The cordyceps auction failed to take place because there were only a few buyers in Paro. The quality of cordyceps at the auction was also another factor.
Without buyers, the local leaders of Tsento and Doteng in Paro and Soe in Thimphu said they would write to the Ministry of Agriculture and Forests proposing to either postpone or merge the auctions with Thimphu’s.
He said that the sellers wanted some more time to study the cordyceps auction in other dzongkhags, as they were not happy with the number of buyers.
At Tsento yesterday, cordyceps collectors were shocked to see only three exporters present at the auction yard. They waited until noon for buyers to turn up.
Only twenty buyers had registered with the Department of Agricultural Marketing and Cooperatives.
Buyers and sellers blamed the Covid-19 pandemic for poor business this year. The buyers say that the fungus quality was “mediocre”—of C grade.
There are 351 registered sellers from three gewogs considering each household is allowed to have three collectors. The year’s cordyceps auction begins from Paro.
Cordyceps is one of the major sources of income for the highlanders.

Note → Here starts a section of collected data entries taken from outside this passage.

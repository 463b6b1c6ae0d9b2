//! Custom assertions for timelines.

use crate::model::InstanceStatus;
use crate::timeline::{DaySection, ItemRef, Timeline};

/// Assert that `item` is on the timeline with `status`.
///
/// # Panics
///
/// Panics with the timeline's items if the item is missing or differs.
///
/// # Example
///
/// ```rust,ignore
/// let timeline = aggregator.timeline(today, &AssigneeFilter::All).await;
/// assert_item_status(&timeline, &ItemRef::Routine(stretch), InstanceStatus::Completed);
/// ```
pub fn assert_item_status(timeline: &Timeline, item: &ItemRef, status: InstanceStatus) {
    let found = timeline.find(item).unwrap_or_else(|| {
        panic!(
            "Expected {:?} on {}, but it is missing.\nItems: {:?}",
            item,
            timeline.date,
            timeline.items().map(|i| &i.item).collect::<Vec<_>>()
        )
    });
    assert_eq!(
        found.status, status,
        "Expected {:?} to be {}, but it is {}",
        item, status, found.status
    );
}

/// Assert that `item` sits in `section`.
///
/// # Panics
///
/// Panics if the item is in another section or missing.
pub fn assert_in_section(timeline: &Timeline, item: &ItemRef, section: DaySection) {
    let actual = timeline
        .sections
        .iter()
        .find(|s| s.items.iter().any(|i| &i.item == item))
        .map(|s| s.section);
    assert_eq!(
        actual,
        Some(section),
        "Expected {:?} in {}, found in {:?}",
        item,
        section,
        actual
    );
}

/// Assert the completion counters.
///
/// # Panics
///
/// Panics if either counter differs.
pub fn assert_progress(timeline: &Timeline, completed: usize, total: usize) {
    assert_eq!(
        (timeline.completed, timeline.total),
        (completed, total),
        "Expected {}/{} completed on {}, got {}/{}",
        completed,
        total,
        timeline.date,
        timeline.completed,
        timeline.total
    );
}
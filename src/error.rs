//! Custom error types for daybook.
//!
//! Internally every operation returns [`Result`]. The public store and
//! delegation façades fold these errors into `false` / `None` / empty
//! vectors and record the message in a shared [`LastError`] slot, so
//! callers never branch on errors directly.

use std::path::PathBuf;
use std::sync::{Arc, Mutex};
use thiserror::Error;

/// Main error type for daybook operations
#[derive(Error, Debug)]
pub enum DaybookError {
    // =========================================================================
    // Session Errors
    // =========================================================================
    /// No authenticated user is attached to the session
    #[error("Not authenticated")]
    NotAuthenticated,

    // =========================================================================
    // Lookup Errors
    // =========================================================================
    /// Requested record is absent
    #[error("{what} not found: {id}")]
    NotFound { what: &'static str, id: String },

    // =========================================================================
    // Store Errors
    // =========================================================================
    /// The persistent store rejected or failed an operation
    #[error("Store error during {operation}: {message}")]
    Store { operation: String, message: String },

    /// Caller supplied an unusable value
    #[error("Invalid input: {field} - {reason}")]
    InvalidInput { field: String, reason: String },

    // =========================================================================
    // Configuration Errors
    // =========================================================================
    /// Failed to load configuration
    #[error("Configuration error: {message}")]
    Config {
        message: String,
        path: Option<PathBuf>,
    },

    /// Invalid configuration value
    #[error("Invalid configuration: {field} - {reason}")]
    InvalidConfig { field: String, reason: String },

    // =========================================================================
    // Wrapped Errors
    // =========================================================================
    /// IO error wrapper
    #[error(transparent)]
    Io(#[from] std::io::Error),

    /// JSON error wrapper
    #[error(transparent)]
    Json(#[from] serde_json::Error),

    /// SQLite error wrapper
    #[error(transparent)]
    Sqlite(#[from] rusqlite::Error),

    /// TOML parse error wrapper
    #[error(transparent)]
    Toml(#[from] toml::de::Error),

    /// Generic error wrapper
    #[error(transparent)]
    Other(#[from] anyhow::Error),
}

impl DaybookError {
    // =========================================================================
    // Constructor helpers
    // =========================================================================

    /// Create a not-found error
    pub fn not_found(what: &'static str, id: impl ToString) -> Self {
        Self::NotFound {
            what,
            id: id.to_string(),
        }
    }

    /// Create a store error
    pub fn store(operation: impl Into<String>, message: impl Into<String>) -> Self {
        Self::Store {
            operation: operation.into(),
            message: message.into(),
        }
    }

    /// Create an invalid input error
    pub fn invalid_input(field: impl Into<String>, reason: impl Into<String>) -> Self {
        Self::InvalidInput {
            field: field.into(),
            reason: reason.into(),
        }
    }

    /// Create a configuration error
    pub fn config(message: impl Into<String>) -> Self {
        Self::Config {
            message: message.into(),
            path: None,
        }
    }

    /// Create a configuration error with path
    pub fn config_with_path(message: impl Into<String>, path: PathBuf) -> Self {
        Self::Config {
            message: message.into(),
            path: Some(path),
        }
    }

    /// Create an invalid configuration error
    pub fn invalid_config(field: impl Into<String>, reason: impl Into<String>) -> Self {
        Self::InvalidConfig {
            field: field.into(),
            reason: reason.into(),
        }
    }

    // =========================================================================
    // Classification helpers
    // =========================================================================

    /// Check if this is a missing-session error
    pub fn is_auth(&self) -> bool {
        matches!(self, Self::NotAuthenticated)
    }

    /// Check if this is a not-found outcome
    pub fn is_not_found(&self) -> bool {
        matches!(self, Self::NotFound { .. })
    }

    /// Check if this error came from the persistent store
    pub fn is_store_failure(&self) -> bool {
        matches!(self, Self::Store { .. } | Self::Sqlite(_) | Self::Io(_))
    }

    /// Get error code for exit status
    pub fn exit_code(&self) -> i32 {
        match self {
            Self::NotAuthenticated => 2,
            Self::NotFound { .. } => 3,
            Self::InvalidInput { .. } => 4,
            Self::Config { .. } | Self::InvalidConfig { .. } | Self::Toml(_) => 7,
            _ => 1,
        }
    }
}

/// Type alias for daybook results
pub type Result<T> = std::result::Result<T, DaybookError>;

/// Extension trait for converting foreign errors into store errors
pub trait IntoDaybookError<T> {
    fn into_store_error(self, operation: &str) -> Result<T>;
    fn into_config_error(self) -> Result<T>;
}

impl<T, E: Into<anyhow::Error>> IntoDaybookError<T> for std::result::Result<T, E> {
    fn into_store_error(self, operation: &str) -> Result<T> {
        self.map_err(|e| DaybookError::store(operation, e.into().to_string()))
    }

    fn into_config_error(self) -> Result<T> {
        self.map_err(|e| DaybookError::config(e.into().to_string()))
    }
}

/// Shared slot holding the most recent write failure for display.
///
/// Cloning shares the slot. Never authoritative for control flow.
#[derive(Debug, Clone, Default)]
pub struct LastError(Arc<Mutex<Option<String>>>);

impl LastError {
    pub fn new() -> Self {
        Self::default()
    }

    /// Record an error message, replacing any previous one.
    pub fn set(&self, message: impl Into<String>) {
        if let Ok(mut slot) = self.0.lock() {
            *slot = Some(message.into());
        }
    }

    /// Current message, if any.
    pub fn get(&self) -> Option<String> {
        self.0.lock().ok().and_then(|slot| slot.clone())
    }

    pub fn clear(&self) {
        if let Ok(mut slot) = self.0.lock() {
            *slot = None;
        }
    }
}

Last year, the rate of cordyceps for a collector, was as high as Nu 100,000 (Rs, 1,00,000) from selling 900 pieces of cordyceps.
The fungi are used to treat coughs, chronic bronchitis, respiratory disorders, kidney disorders, nighttime urination, male sexual problems, anemia, irregular heartbeat, high cholesterol, liver disorders, dizziness, weakness, ringing in the ears, unwanted weight loss, and opium addiction.